Belief, in ordinary usage, means mental assent on grounds other than direct personal knowledge, insight, or complete demonstration. It admits of every degree of conviction from the feeblest to the very strongest (Century Dictionary). In a religious sense, belief is often used as a synonym of faith, and is sometimes used to include the absolute conviction or certainty which accompanies knowledge.
The quality of belief is clearly and directly related to the object of belief. In an age of deep religious insight, feeling, and experience, when the object of belief is God and the things of God, belief means much, even that faith which removes mountains. In an age of dogmatism, when the object of belief is an opinion or even conviction about God rather than God Himself, belief usually means much less. In an age of scholasticism, when the object of belief is a theory or philosophy of religion rather than the primal facts of religion, belief necessarily means very little. In an age of criticism, when the human mind is unable longer to believe its own theories about "divine realities," and has not yet re-discovered God as the object of belief, belief means only a formal assent to things no longer really believed. Unbelief has usurped the place of belief; but the insufficiency of unbelief speedily necessitates a new era of faith when God, divine reality, again becomes the object of belief.

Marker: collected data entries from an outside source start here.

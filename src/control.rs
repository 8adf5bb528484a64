//! Control module - altitude PID controller, tuning settings and diagnostic output
//!
//! - [`altitude`] - the calibrated altitude-hold PID controller.
//! - [`settings`] - validated gain/limit bundle applied to the controller.
//! - [`diagnostics`] - per-cycle diagnostic records and their sinks.

pub mod altitude;
pub mod diagnostics;
pub mod settings;

pub use altitude::AltitudeController;
pub use diagnostics::{ControlDiagnostic, DiagnosticLog, DiagnosticSink, LogSink, NullSink};
pub use settings::ControllerSettings;

/// Symmetric bound of the command the controller emits.
pub const OUTPUT_LIMIT: f32 = 100.0;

The religious experience of the individual, as well as the history of religious sects and movements, may, and often does, correspond in a general way to these ages and cycles of primitive religious faith, dogmatism, scholasticism, and criticism. This does not mean that the individual and the race are doomed to such an endless circle, for as belief becomes knowledge, understanding, or science, there is no longer a necessity or possibility for the struggle of belief against unbelief; but, until all true belief is swallowed up in understanding and all false belief is destroyed, belief and understanding will appear side by side, and those who have most understanding will also have most faith, while those who have least acquaintance with God will have the least faith.